Start revving up your engines: Thousands of hot rods and their drivers will be rolling into the New York State Fairgrounds this weekend for the annual Syracuse Nationals.
This year’s event, hosted by Right Coast Association, will draw more than 400 vendors, 7,500 hot rods and more than 86,000 patrons to the largest car show in the Northeast. The fairgrounds will be filled from the main gate to the midway with automotive fanatics, car-world celebrities, engine aficionados and pinstriping artists.
The Nationals isn’t some run-of-the-mill award show for best-sounding engine or sleekest paint job. It’s more of a laid-back car cruise, and with no designated parking spaces for participants, drivers can find any spot that’s up for grabs. (Shade-tree locations around Chevy Court go fast, however.)
“It’s really nice to have a family hang out for the day and walk around and see the cars,” said Dave Tucci of Tucci Hotrods in Marcy. “And you’re free to go whenever. You don’t have to stay parked there all day like at some car shows.”
The easygoing atmosphere allows attendees to jawbone with the cars’ owners, while vendors can lend one-on-one perspectives. “There’s a whole bunch of car vendors from the industry selling parts, giving technical support,” Tucci said. “Everything that’s revolved around the classic car, the hot rod, the muscle car-type thing, they’re there to answer questions.”
There are plenty of activities throughout the weekend, such as a flea market consisting of car parts and other novelties, musical entertainment on several stages (including gigs with The Coachmen, Grit N Grace and El Kabong) and a car corral consisting of used wheels for sale. Celebrities from automotive-related TV series and movies will also sign autographs and snap photos with eager fans. This year’s lineup includes artist Kenny Youngblood, Hot Rod magazine editor Steve Magnante, the cast of Shift and Steer, Jungle Pam and American Graffiti’s Oscar-nominated actress Candy Clark.

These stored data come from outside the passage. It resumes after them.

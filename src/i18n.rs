//! Localization – supported languages, localized data fields and section
//! labels.
//!
//! A localized field is either a plain value (already resolved, used for
//! names, dates and other language-neutral data) or a map from language code
//! to value. Resolution never fails: the requested language wins, then the
//! fallback language, then the first variant in code order.

use std::borrow::Cow;
use std::collections::BTreeMap;
use std::fmt;
use std::str::FromStr;

use serde::de::Error as _;
use serde::{Deserialize, Deserializer, Serialize, Serializer};

use crate::error::SelectionError;
use crate::selection::Layout;

// ---------------------------------------------------------------------------
// Languages
// ---------------------------------------------------------------------------

/// A supported UI / content language.
#[derive(
    Debug, Clone, Copy, PartialEq, Eq, Hash, PartialOrd, Ord, Default, Serialize, Deserialize,
)]
#[serde(rename_all = "lowercase")]
pub enum Language {
    #[default]
    En,
    Fr,
    De,
    Ar,
    It,
}

impl Language {
    /// Every supported language, in picker order.
    pub const ALL: [Language; 5] = [
        Language::En,
        Language::Fr,
        Language::De,
        Language::Ar,
        Language::It,
    ];

    /// Language whose content is authoritative when a translation is missing.
    pub const FALLBACK: Language = Language::En;

    /// ISO 639-1 code used as key in the data file and in file names.
    pub fn code(self) -> &'static str {
        match self {
            Language::En => "en",
            Language::Fr => "fr",
            Language::De => "de",
            Language::Ar => "ar",
            Language::It => "it",
        }
    }

    /// Short picker label.
    pub fn label(self) -> &'static str {
        match self {
            Language::En => "EN",
            Language::Fr => "FR",
            Language::De => "DE",
            Language::Ar => "AR",
            Language::It => "IT",
        }
    }

    /// Exactly one supported language is written right-to-left.
    pub fn is_rtl(self) -> bool {
        matches!(self, Language::Ar)
    }
}

impl fmt::Display for Language {
    fn fmt(&self, f: &mut fmt::Formatter<'_>) -> fmt::Result {
        f.write_str(self.code())
    }
}

impl FromStr for Language {
    type Err = SelectionError;

    fn from_str(s: &str) -> Result<Self, Self::Err> {
        let wanted = s.trim().to_ascii_lowercase();
        Language::ALL
            .into_iter()
            .find(|l| l.code() == wanted)
            .ok_or_else(|| SelectionError::UnknownLanguage(s.to_string()))
    }
}

// ---------------------------------------------------------------------------
// Localized fields
// ---------------------------------------------------------------------------

/// A data value that is either language-neutral or varies by language code.
///
/// Keys are kept as raw codes so a data file may carry translations for
/// languages the picker does not offer; they are simply never selected.
#[derive(Debug, Clone, PartialEq, Serialize)]
#[serde(untagged)]
pub enum Localized<T> {
    Plain(T),
    Localized(Variants<T>),
}

pub type LocalizedText = Localized<String>;
pub type LocalizedList = Localized<Vec<String>>;

/// Per-language values, never empty. The variant with the lowest code is
/// held apart so there is always something to fall back to.
#[derive(Debug, Clone, PartialEq)]
pub struct Variants<T> {
    first: (String, T),
    rest: BTreeMap<String, T>,
}

impl<T> Variants<T> {
    /// `None` for an empty map.
    pub fn from_map(mut map: BTreeMap<String, T>) -> Option<Self> {
        let first = map.pop_first()?;
        Some(Self { first, rest: map })
    }

    pub fn get(&self, code: &str) -> Option<&T> {
        if self.first.0 == code {
            Some(&self.first.1)
        } else {
            self.rest.get(code)
        }
    }

    /// Value for the lowest language code.
    pub fn first(&self) -> &T {
        &self.first.1
    }

    /// Variants in code order.
    pub fn iter(&self) -> impl Iterator<Item = (&str, &T)> {
        std::iter::once((self.first.0.as_str(), &self.first.1))
            .chain(self.rest.iter().map(|(k, v)| (k.as_str(), v)))
    }
}

impl<T: Serialize> Serialize for Variants<T> {
    fn serialize<S: Serializer>(&self, serializer: S) -> Result<S::Ok, S::Error> {
        serializer.collect_map(self.iter())
    }
}

#[derive(Deserialize)]
#[serde(untagged)]
enum LocalizedRepr<T> {
    Plain(T),
    Localized(BTreeMap<String, T>),
}

impl<'de, T: Deserialize<'de>> Deserialize<'de> for Localized<T> {
    fn deserialize<D: Deserializer<'de>>(deserializer: D) -> Result<Self, D::Error> {
        match LocalizedRepr::deserialize(deserializer)? {
            LocalizedRepr::Plain(value) => Ok(Localized::Plain(value)),
            LocalizedRepr::Localized(map) => Variants::from_map(map)
                .map(Localized::Localized)
                .ok_or_else(|| D::Error::custom("localized field must have at least one variant")),
        }
    }
}

impl<T> Localized<T> {
    /// Build a localized value from `(code, value)` pairs.
    ///
    /// Returns `None` for an empty iterator, which could never resolve.
    pub fn from_variants<I, K>(variants: I) -> Option<Self>
    where
        I: IntoIterator<Item = (K, T)>,
        K: Into<String>,
    {
        let map: BTreeMap<String, T> = variants.into_iter().map(|(k, v)| (k.into(), v)).collect();
        Variants::from_map(map).map(Localized::Localized)
    }

    /// Resolve for `language`: requested code, then fallback, then the first
    /// variant.
    pub fn resolve(&self, language: Language) -> &T {
        match self {
            Localized::Plain(value) => value,
            Localized::Localized(variants) => variants
                .get(language.code())
                .or_else(|| variants.get(Language::FALLBACK.code()))
                .unwrap_or_else(|| variants.first()),
        }
    }

    /// True when `language` has its own variant (plain values count as
    /// present for every language).
    pub fn has_variant(&self, language: Language) -> bool {
        match self {
            Localized::Plain(_) => true,
            Localized::Localized(variants) => variants.get(language.code()).is_some(),
        }
    }
}

impl<T> From<T> for Localized<T> {
    fn from(value: T) -> Self {
        Localized::Plain(value)
    }
}

impl From<&str> for Localized<String> {
    fn from(value: &str) -> Self {
        Localized::Plain(value.to_string())
    }
}

/// Emptiness check for resolved values.
pub trait Blank {
    fn is_blank(&self) -> bool;
}

impl Blank for String {
    fn is_blank(&self) -> bool {
        self.trim().is_empty()
    }
}

impl<T> Blank for Vec<T> {
    fn is_blank(&self) -> bool {
        self.is_empty()
    }
}

// ---------------------------------------------------------------------------
// Section labels
// ---------------------------------------------------------------------------

/// Fixed UI strings used by the templates. The data file may override any of
/// them per language through its `labels` map, keyed by [`LabelKey::key`].
#[derive(Debug, Clone, Copy, PartialEq, Eq)]
pub enum LabelKey {
    Objective,
    Experience,
    Projects,
    Certifications,
    Skills,
    Education,
    Awards,
    References,
    Languages,
    ReferencesOnRequest,
    Impact,
    Gpa,
    Coursework,
    Born,
    IdNumber,
    DriverLicense,
}

impl LabelKey {
    pub fn key(self) -> &'static str {
        match self {
            LabelKey::Objective => "objective",
            LabelKey::Experience => "experience",
            LabelKey::Projects => "projects",
            LabelKey::Certifications => "certifications",
            LabelKey::Skills => "skills",
            LabelKey::Education => "education",
            LabelKey::Awards => "awards",
            LabelKey::References => "references",
            LabelKey::Languages => "languages",
            LabelKey::ReferencesOnRequest => "references_on_request",
            LabelKey::Impact => "impact",
            LabelKey::Gpa => "gpa",
            LabelKey::Coursework => "coursework",
            LabelKey::Born => "born",
            LabelKey::IdNumber => "id_number",
            LabelKey::DriverLicense => "driver_license",
        }
    }

    /// Built-in English label. The compact layout uses terser headings.
    pub fn default_text(self, layout: Layout) -> &'static str {
        match (self, layout) {
            (LabelKey::Objective, Layout::Compact) => "Objective",
            (LabelKey::Objective, Layout::Full) => "Career Objective",
            (LabelKey::Experience, Layout::Compact) => "Work Experience",
            (LabelKey::Experience, Layout::Full) => "Professional Experience",
            (LabelKey::References, Layout::Compact) => "References",
            (LabelKey::References, Layout::Full) => "Professional References",
            (LabelKey::Projects, _) => "Key Projects",
            (LabelKey::Certifications, _) => "Certifications",
            (LabelKey::Skills, _) => "Technical Skills",
            (LabelKey::Education, _) => "Education",
            (LabelKey::Awards, _) => "Awards & Recognition",
            (LabelKey::Languages, _) => "Languages",
            (LabelKey::ReferencesOnRequest, _) => "Available upon request",
            (LabelKey::Impact, _) => "Impact",
            (LabelKey::Gpa, _) => "GPA",
            (LabelKey::Coursework, _) => "Key Coursework",
            (LabelKey::Born, _) => "Born",
            (LabelKey::IdNumber, _) => "ID",
            (LabelKey::DriverLicense, _) => "Driver License",
        }
    }
}

/// Resolve a section label: document override for the language (with the
/// usual fallback), else the built-in default for the layout.
pub fn section_label<'a>(
    overrides: &'a BTreeMap<String, LocalizedText>,
    key: LabelKey,
    language: Language,
    layout: Layout,
) -> Cow<'a, str> {
    match overrides.get(key.key()) {
        Some(text) => Cow::Borrowed(text.resolve(language).as_str()),
        None => Cow::Borrowed(key.default_text(layout)),
    }
}

#[cfg(test)]
mod tests {
    use super::*;

    fn sample() -> LocalizedText {
        Localized::from_variants([("en", "Engineer".to_string()), ("fr", "Ingénieur".to_string())])
            .unwrap()
    }

    #[test]
    fn resolves_requested_language() {
        assert_eq!(sample().resolve(Language::Fr), "Ingénieur");
    }

    #[test]
    fn missing_translation_falls_back_to_english() {
        assert_eq!(sample().resolve(Language::De), "Engineer");
        assert_eq!(sample().resolve(Language::Ar), "Engineer");
    }

    #[test]
    fn plain_value_is_returned_unchanged() {
        let plain: LocalizedText = "ACME Corp".into();
        for lang in Language::ALL {
            assert_eq!(plain.resolve(lang), "ACME Corp");
        }
    }

    #[test]
    fn map_without_fallback_uses_first_variant() {
        let only_it = Localized::from_variants([("it", "Ingegnere".to_string())]).unwrap();
        assert_eq!(only_it.resolve(Language::En), "Ingegnere");
    }

    #[test]
    fn empty_map_is_rejected() {
        let parsed: Result<LocalizedText, _> = serde_json::from_str("{}");
        assert!(parsed.is_err());
        assert!(Localized::<String>::from_variants(Vec::<(String, String)>::new()).is_none());
    }

    #[test]
    fn deserializes_both_shapes() {
        let plain: LocalizedList = serde_json::from_str(r#"["Rust", "Go"]"#).unwrap();
        assert_eq!(plain.resolve(Language::Fr).len(), 2);

        let map: LocalizedList =
            serde_json::from_str(r#"{"en": ["Rust"], "de": ["Rust", "Go"]}"#).unwrap();
        assert_eq!(map.resolve(Language::De).len(), 2);
        assert_eq!(map.resolve(Language::It), &vec!["Rust".to_string()]);
    }

    #[test]
    fn only_arabic_is_rtl() {
        for lang in Language::ALL {
            assert_eq!(lang.is_rtl(), lang == Language::Ar, "{lang}");
        }
    }

    #[test]
    fn parses_codes_case_insensitively() {
        assert_eq!("FR".parse::<Language>().unwrap(), Language::Fr);
        assert!("es".parse::<Language>().is_err());
    }

    #[test]
    fn label_override_wins_over_default() {
        let mut overrides = BTreeMap::new();
        overrides.insert(
            "objective".to_string(),
            Localized::from_variants([("en", "Goal".to_string()), ("fr", "Objectif".to_string())])
                .unwrap(),
        );
        let fr = section_label(&overrides, LabelKey::Objective, Language::Fr, Layout::Full);
        assert_eq!(fr, "Objectif");
        let skills = section_label(&overrides, LabelKey::Skills, Language::Fr, Layout::Full);
        assert_eq!(skills, "Technical Skills");
    }
}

An incentive in previous years was the annual hot rod giveaway to one of the 7,500 car registrants. But this year’s Nationals will instead offer a garage gear giveaway, which will include a toolbox, a car lift and other components that would fill a garage.
If you’re more of an artistic type, check out the annual Artie’s Party, taking place inside the Horticulture Building. Artie’s Party was born 10 years ago in the South Carolina pinstriping shop of Art Schilling. When Syracuse Nationals event director Bob O’Connor stopped at Schilling’s shop, he inquired about the original and swapped artwork on the walls. Schilling explained that he and some of his closest pinstriping friends get together and have a party, where they paint, swap ideas, and consume copious amount of pizza and soda.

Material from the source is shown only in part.